AVTCORE Working Group                                              Y. He
Internet-Draft                                                    W. Zia
Intended status: Standards Track                                Qualcomm
Expires: 24 December 2022                                    C. Herglotz
                                                                     FAU
                                                             E. Francois
                                                            InterDigital
                                                            22 June 2022


        RTP Control Protocol (RTCP) Messages for Green Metadata
                draft-he-avtcore-rtcp-green-metadata-00

Abstract

   This memo describes an RTCP feedback message format for the ISO/IEC
   International Standard 23001-11, known as Energy Efficient Media
   Consumption (Green metadata), developed by the ISO/IEC JTC 1/SC 29/
   WG 3 MPEG System.  The RTCP payload format specified in this document
   enables receivers to provide feedback to the senders and thus allows
   for short-term adaptation and feedback-based energy efficient
   mechanisms to be implemented.  The payload format has broad
   applicability in real-time video communication services.

Status of This Memo

   This Internet-Draft is submitted in full conformance with the
   provisions of BCP 78 and BCP 79.

   Internet-Drafts are working documents of the Internet Engineering
   Task Force (IETF).  Note that other groups may also distribute
   working documents as Internet-Drafts.  The list of current Internet-
   Drafts is at https://datatracker.ietf.org/drafts/current/.

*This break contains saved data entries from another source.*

#[tokio::test]
async fn test_forward_rule_rewrites_target() {
    let (origin, log) = spawn_origin().await;
    let forward = ForwardAction::new(&format!("http://{}/api", origin)).unwrap();
    let builder = ProxyRuntimeBuilder::new(settings()).rule(Rule::new(AnyFilter, forward));
    let (proxy, addr) = start(builder).await;

    let client = TcpStream::connect(addr).await.unwrap();
    let mut responses = ResponseReader::new(client);
    responses
        .stream
        .write_all(b"GET http://original.test/users HTTP/1.1\r\nHost: original.test\r\n\r\n")
        .await
        .unwrap();
    let response = with_timeout(responses.next()).await;
    assert_eq!(response.status(), 200);
    assert_eq!(response.body, b"/api/users");
    assert!(log.heads()[0].starts_with("GET /api/users HTTP/1.1\r\n"));

    drop(responses);
    proxy.shutdown().await;
}

#[tokio::test]
async fn test_rule_file_mocked_response() {
    let dir = tempfile::tempdir().unwrap();
    let path = dir.path().join("rules.yaml");
    std::fs::write(
        &path,
        "rules:\n  - filter: { type: host, pattern: mocked.test }\n    action: { type: mocked_response, status: 418, body: teapot, headers: [{ name: X-Mock, value: yes }] }\n",
    )
    .unwrap();

    let mut settings = settings();
    settings.rules_file = Some(path);
    let (proxy, addr) = start(ProxyRuntimeBuilder::new(settings)).await;

    let client = TcpStream::connect(addr).await.unwrap();
    let mut responses = ResponseReader::new(client);
    responses
        .stream
        .write_all(b"GET http://mocked.test/anything HTTP/1.1\r\nHost: mocked.test\r\n\r\n")
        .await
        .unwrap();
    let response = with_timeout(responses.next()).await;
    assert_eq!(response.status(), 418);
    assert_eq!(response.body, b"teapot");
    assert_eq!(response.header("x-mock").as_deref(), Some("yes"));

    drop(responses);
    proxy.shutdown().await;
}

#[tokio::test]
async fn test_proxy_serves_its_ca_certificate() {
    let (proxy, addr) = start(ProxyRuntimeBuilder::new(settings())).await;

    let client = TcpStream::connect(addr).await.unwrap();
    let mut responses = ResponseReader::new(client);
    responses
        .stream
        .write_all(b"GET / HTTP/1.1\r\nHost: fluxgate\r\n\r\n")
        .await
        .unwrap();
    let response = with_timeout(responses.next()).await;
    assert_eq!(response.status(), 200);
    assert!(response.body.starts_with(b"-----BEGIN CERTIFICATE-----"));
    assert_eq!(
        response.header("content-type").as_deref(),
        Some("application/x-pem-file")
    );

    drop(responses);
    proxy.shutdown().await;
}

#[tokio::test]
async fn test_unreachable_remote_gets_error_status() {
    let closed = TcpListener::bind("127.0.0.1:0").await.unwrap();
    let target = closed.local_addr().unwrap();
    drop(closed);

    let mut settings = settings();
    settings.error_status_code = 528;
    let (proxy, addr) = start(ProxyRuntimeBuilder::new(settings)).await;

    let client = TcpStream::connect(addr).await.unwrap();
    let mut responses = ResponseReader::new(client);
    responses
        .stream
        .write_all(format!("GET http://{}/ HTTP/1.1\r\nHost: {}\r\n\r\n", target, target).as_bytes())
        .await
        .unwrap();
    let response = with_timeout(responses.next()).await;
    assert_eq!(response.status(), 528);
    assert!(response.header("x-fluxgate-error").is_some());
    assert_eq!(response.header("connection").as_deref(), Some("close"));

    drop(responses);
    proxy.shutdown().await;
}

#[tokio::test]
async fn test_websocket_upgrade_is_spliced() {
    let listener = TcpListener::bind("127.0.0.1:0").await.unwrap();
    let origin = listener.local_addr().unwrap();
    tokio::spawn(async move {
        let (mut socket, _) = listener.accept().await.unwrap();
        let mut buf = Vec::new();
        while find_header_end(&buf).is_none() {
            let mut chunk = [0u8; 1024];
            let n = socket.read(&mut chunk).await.unwrap();
            buf.extend_from_slice(&chunk[..n]);
        }
        let head = String::from_utf8_lossy(&buf).to_ascii_lowercase();
        assert!(head.contains("upgrade: websocket"));
        socket
            .write_all(b"HTTP/1.1 101 Switching Protocols\r\nUpgrade: websocket\r\nConnection: Upgrade\r\n\r\n")
            .await
            .unwrap();
        let (mut reader, mut writer) = socket.split();
        let _ = tokio::io::copy(&mut reader, &mut writer).await;
    });

    let (proxy, addr) = start(ProxyRuntimeBuilder::new(settings())).await;
    let mut client = TcpStream::connect(addr).await.unwrap();
    client
        .write_all(
            format!(
                "GET http://{0}/chat HTTP/1.1\r\nHost: {0}\r\nUpgrade: websocket\r\nConnection: Upgrade\r\nSec-WebSocket-Key: dGhlIHNhbXBsZSBub25jZQ==\r\nSec-WebSocket-Version: 13\r\n\r\n",
                origin
            )
            .as_bytes(),
        )
        .await
        .unwrap();

    let mut head = Vec::new();
    while find_header_end(&head).is_none() {
        let mut byte = [0u8; 1];
        with_timeout(client.read_exact(&mut byte)).await.unwrap();
        head.push(byte[0]);
    }
    assert!(head.starts_with(b"HTTP/1.1 101 "));

    client.write_all(b"\x81\x02hi").await.unwrap();
    let mut frame = [0u8; 4];
    with_timeout(client.read_exact(&mut frame)).await.unwrap();
    assert_eq!(&frame, b"\x81\x02hi");

    drop(client);
    proxy.shutdown().await;
}

#[tokio::test]
async fn test_exchange_limit_stops_proxy() {
    let mut settings = settings();
    settings.max_exchange_count = Some(1);
    let (proxy, addr) = start(ProxyRuntimeBuilder::new(settings)).await;
    let stopped = proxy.shutdown_token();

    let client = TcpStream::connect(addr).await.unwrap();
    let mut responses = ResponseReader::new(client);
    responses
        .stream
        .write_all(b"GET / HTTP/1.1\r\nHost: fluxgate\r\n\r\n")
        .await
        .unwrap();
    with_timeout(responses.next()).await;
    with_timeout(stopped.cancelled()).await;

    proxy.shutdown().await;
    assert!(TcpStream::connect(addr).await.is_err());
}

#[tokio::test]
async fn test_shutdown_closes_idle_client_connections() {
    let (origin, _log) = spawn_origin().await;
    let (proxy, addr) = start(ProxyRuntimeBuilder::new(settings())).await;

    let client = TcpStream::connect(addr).await.unwrap();
    let mut responses = ResponseReader::new(client);
    responses
        .stream
        .write_all(format!("GET http://{}/idle HTTP/1.1\r\nHost: {}\r\n\r\n", origin, origin).as_bytes())
        .await
        .unwrap();
    let response = with_timeout(responses.next()).await;
    assert_eq!(response.body, b"/idle");

    // Keep-alive connection now waits for a next request
    with_timeout(proxy.shutdown()).await;
    assert!(TcpStream::connect(addr).await.is_err());

    let mut rest = Vec::new();
    let read = with_timeout(responses.stream.read_to_end(&mut rest)).await;
    assert!(read.is_err() || rest.is_empty());
}
fn fail(
    runtime: &Arc<ProxyRuntimeContext>,
    exchange: &mut Exchange,
    error: &ProxyError,
    started: Instant,
) {
    exchange.record_error(error);
    exchange.completion().fail(error.to_string());
    if error.is_cancellation() {
        debug!(exchange_id = exchange.id, "Exchange cancelled");
        finish(runtime, exchange, "cancelled", started);
        return;
    }

    proxy_metrics::record_exchange_error(error.kind());
    warn!(
        exchange_id = exchange.id,
        authority = %exchange.authority,
        error = %error,
        "Exchange failed"
    );
    finish(runtime, exchange, "failed", started);
}

fn finish(
    runtime: &Arc<ProxyRuntimeContext>,
    exchange: &Exchange,
    outcome: &str,
    started: Instant,
) {
    runtime
        .archive
        .update(ArchiveUpdate::exchange(UpdateType::AfterResponse, exchange));
    proxy_metrics::record_exchange(outcome, exchange.status_code(), started.elapsed());
}

/// Turn a premade response into a regular response so header alterations
/// and the HTTP/1.1 writer apply to it
fn premade_response(premade: &PreMadeResponse) -> Result<Response, ExchangeError> {
    let mut fields: Vec<HeaderField> = premade
        .headers
        .iter()
        .filter(|(name, _)| {
            !name.eq_ignore_ascii_case("content-length")
                && !name.eq_ignore_ascii_case("transfer-encoding")
        })
        .map(|(name, value)| HeaderField::new(name.as_str(), value.as_str()))
        .collect();
    fields.push(HeaderField::new(
        "Content-Length",
        premade.body.len().to_string(),
    ));
    let header = ResponseHeader::from_parts(premade.status, "HTTP/1.1", fields)?;
    let body = if premade.body.is_empty() {
        Body::empty()
    } else {
        Body::from_bytes(premade.body.clone())
    };
    Ok(Response { header, body })
}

   Internet-Drafts are draft documents valid for a maximum of six months
   and may be updated, replaced, or obsoleted by other documents at any
   time.  It is inappropriate to use Internet-Drafts as reference
   material or to cite them other than as "work in progress."

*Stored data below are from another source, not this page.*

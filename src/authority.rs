//! Authority - (host, port, secure) triple identifying a remote endpoint

use serde::Serialize;
use std::fmt;
use std::hash::{Hash, Hasher};

use crate::error::ExchangeError;

/// Remote endpoint identity. Host name comparison is case-insensitive.
#[derive(Debug, Clone, Serialize)]
pub struct Authority {
    host_name: String,
    port: u16,
    secure: bool,
}

impl Authority {
    pub fn new(host_name: impl Into<String>, port: u16, secure: bool) -> Self {
        Self {
            host_name: host_name.into(),
            port,
            secure,
        }
    }

    pub fn host_name(&self) -> &str {
        &self.host_name
    }

    pub fn port(&self) -> u16 {
        self.port
    }

    pub fn secure(&self) -> bool {
        self.secure
    }

    pub fn scheme(&self) -> &'static str {
        if self.secure {
            "https"
        } else {
            "http"
        }
    }

    /// Value for a Host header: the port is omitted when it is the scheme default
    pub fn host_header(&self) -> String {
        let default_port = if self.secure { 443 } else { 80 };
        let host = if self.host_name.contains(':') {
            format!("[{}]", self.host_name)
        } else {
            self.host_name.clone()
        };
        if self.port == default_port {
            host
        } else {
            format!("{}:{}", host, self.port)
        }
    }

    /// Parse `host[:port]` (IPv6 literals in brackets) using `default_port` when absent
    pub fn parse(value: &str, default_port: u16, secure: bool) -> Result<Self, ExchangeError> {
        let (host, port) = split_host_port(value, default_port)?;
        Ok(Self::new(host, port, secure))
    }
}

impl PartialEq for Authority {
    fn eq(&self, other: &Self) -> bool {
        self.port == other.port
            && self.secure == other.secure
            && self.host_name.eq_ignore_ascii_case(&other.host_name)
    }
}

impl Eq for Authority {}

impl Hash for Authority {
    fn hash<H: Hasher>(&self, state: &mut H) {
        for byte in self.host_name.bytes() {
            state.write_u8(byte.to_ascii_lowercase());
        }
        self.port.hash(state);
        self.secure.hash(state);
    }
}

impl fmt::Display for Authority {
    fn fmt(&self, f: &mut fmt::Formatter<'_>) -> fmt::Result {
        if self.host_name.contains(':') {
            write!(f, "[{}]:{}", self.host_name, self.port)
        } else {
            write!(f, "{}:{}", self.host_name, self.port)
        }
    }
}

/// Split an authority string into host and port
pub fn split_host_port(value: &str, default_port: u16) -> Result<(String, u16), ExchangeError> {
    let value = value.trim();
    if value.is_empty() {
        return Err(ExchangeError::MalformedRequest("empty authority".into()));
    }

    // [::1]:8080
    if let Some(rest) = value.strip_prefix('[') {
        let end = rest
            .find(']')
            .ok_or_else(|| ExchangeError::MalformedRequest(format!("bad authority {}", value)))?;
        let host = &rest[..end];
        let port = match rest[end + 1..].strip_prefix(':') {
            Some(p) => parse_port(p, value)?,
            None => default_port,
        };
        return Ok((host.to_string(), port));
    }

    match value.rsplit_once(':') {
        Some((host, port)) if !host.contains(':') => {
            if host.is_empty() {
                return Err(ExchangeError::MalformedRequest(format!(
                    "bad authority {}",
                    value
                )));
            }
            Ok((host.to_string(), parse_port(port, value)?))
        }
        // Bare IPv6 literal without brackets
        Some(_) => Ok((value.to_string(), default_port)),
        None => Ok((value.to_string(), default_port)),
    }
}

fn parse_port(port: &str, original: &str) -> Result<u16, ExchangeError> {
    port.parse::<u16>()
        .map_err(|_| ExchangeError::MalformedRequest(format!("bad port in {}", original)))
}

   This Internet-Draft will expire on 24 December 2022.

Copyright Notice

   Copyright (c) 2022 IETF Trust and the persons identified as the
   document authors.  All rights reserved.






He, et al.              Expires 24 December 2022                [Page 1]

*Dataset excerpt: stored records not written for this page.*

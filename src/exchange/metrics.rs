//! Exchange timing and byte counters

use chrono::{DateTime, Utc};
use serde::Serialize;
use std::net::SocketAddr;
use std::sync::{Arc, Mutex};

/// Timestamps are set at most once per phase; `None` means the phase never happened
#[derive(Debug, Clone, Default, Serialize)]
pub struct ExchangeMetrics {
    pub received_from_proxy: Option<DateTime<Utc>>,
    pub create_cert_start: Option<DateTime<Utc>>,
    pub create_cert_end: Option<DateTime<Utc>>,
    pub retrieving_pool: Option<DateTime<Utc>>,
    pub dns_solve_start: Option<DateTime<Utc>>,
    pub dns_solve_end: Option<DateTime<Utc>>,
    pub tcp_connection_opening: Option<DateTime<Utc>>,
    pub tcp_connection_opened: Option<DateTime<Utc>>,
    pub ssl_negotiation_start: Option<DateTime<Utc>>,
    pub ssl_negotiation_end: Option<DateTime<Utc>>,
    pub request_header_sending: Option<DateTime<Utc>>,
    pub request_header_sent: Option<DateTime<Utc>>,
    pub request_body_sent: Option<DateTime<Utc>>,
    pub response_header_start: Option<DateTime<Utc>>,
    pub response_header_end: Option<DateTime<Utc>>,
    pub response_body_start: Option<DateTime<Utc>>,
    pub response_body_end: Option<DateTime<Utc>>,
    pub remote_closed: Option<DateTime<Utc>>,
    pub error_instant: Option<DateTime<Utc>>,

    pub reused_connection: bool,
    pub total_sent: u64,
    pub total_received: u64,
    pub request_header_length: usize,
    pub response_header_length: usize,

    pub downstream_client_address: Option<SocketAddr>,
    pub downstream_local_address: Option<SocketAddr>,
}

/// Metrics shared between the exchange and the body streams that complete it
#[derive(Debug, Clone, Default)]
pub struct SharedMetrics(Arc<Mutex<ExchangeMetrics>>);

impl SharedMetrics {
    pub fn new() -> Self {
        Self::default()
    }

    pub fn update<F: FnOnce(&mut ExchangeMetrics)>(&self, f: F) {
        let mut guard = self.0.lock().unwrap_or_else(|e| e.into_inner());
        f(&mut guard);
    }

    /// Stamp a timestamp field with the current time
    pub fn stamp(&self, field: fn(&mut ExchangeMetrics) -> &mut Option<DateTime<Utc>>) {
        self.update(|m| *field(m) = Some(Utc::now()));
    }

    pub fn snapshot(&self) -> ExchangeMetrics {
        self.0.lock().unwrap_or_else(|e| e.into_inner()).clone()
    }
}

Internet-Draft      RTCP Messages for Green Metadata           June 2022


   This document is subject to BCP 78 and the IETF Trust's Legal
   Provisions Relating to IETF Documents (https://trustee.ietf.org/
   license-info) in effect on the date of publication of this document.
   Please review these documents carefully, as they describe your rights
   and restrictions with respect to this document.  Code Components
   extracted from this document must include Revised BSD License text as
   described in Section 4.e of the Trust Legal Provisions and are
   provided without warranty as described in the Revised BSD License.

Table of Contents

   1.  Introduction  . . . . . . . . . . . . . . . . . . . . . . . .   2
   2.  Conventions . . . . . . . . . . . . . . . . . . . . . . . . .   3
   3.  Abbreviations . . . . . . . . . . . . . . . . . . . . . . . .   3
   4.  Format of RTCP Feedback Messages  . . . . . . . . . . . . . .   3
     4.1.  Temporal-Spatial Resolution Request . . . . . . . . . . .   4
       4.1.1.  Message format  . . . . . . . . . . . . . . . . . . .   5
       4.1.2.  Semantics . . . . . . . . . . . . . . . . . . . . . .   6
       4.1.3.  Timing Rules  . . . . . . . . . . . . . . . . . . . .   6
       4.1.4.  Handling of Message in Mixers and Translators . . . .   6
     4.2.  Temporal-Spatial Resolution Notification (TSRN) . . . . .   7
       4.2.1.  Message format  . . . . . . . . . . . . . . . . . . .   7
       4.2.2.  Semantics . . . . . . . . . . . . . . . . . . . . . .   8
       4.2.3.  Timing Rules  . . . . . . . . . . . . . . . . . . . .   8
       4.2.4.  Handling of TSRN in Mixers and Translators  . . . . .   9
   5.  Security Considerations . . . . . . . . . . . . . . . . . . .   9
   6.  IANA Considerations . . . . . . . . . . . . . . . . . . . . .   9
   7.  References  . . . . . . . . . . . . . . . . . . . . . . . . .   9
     7.1.  Normative References  . . . . . . . . . . . . . . . . . .   9
     7.2.  Informative References  . . . . . . . . . . . . . . . . .  10
   Appendix A.  Change History . . . . . . . . . . . . . . . . . . .  10
   Authors' Addresses  . . . . . . . . . . . . . . . . . . . . . . .  10

1.  Introduction

   ISO/IEC 23001-11 specification, Energy Efficient Media Consumption
   (Green metadata) [GreenMetadata], specifies metadata that facilitates
   reduction of energy usage during media consumption.  Two main types
   of metadata are defined in the specification.  The first type
   consists of metadata generated by a video encoder which provides
   information about the decoding complexity of the delivered bitstream
   and about the quality of the decoded content.  This first type of
   metadata is conveyed via the supplemental enhancement information
   (SEI) message mechanism specified in the video coding standard ITU-T
   Recommendation H.264 and ISO/IEC 14496-10 [AVC], H.265 and ISO/IEC
   23008-5 [HEVC], H.266 and ISO/IEC 23090-3 [VVC].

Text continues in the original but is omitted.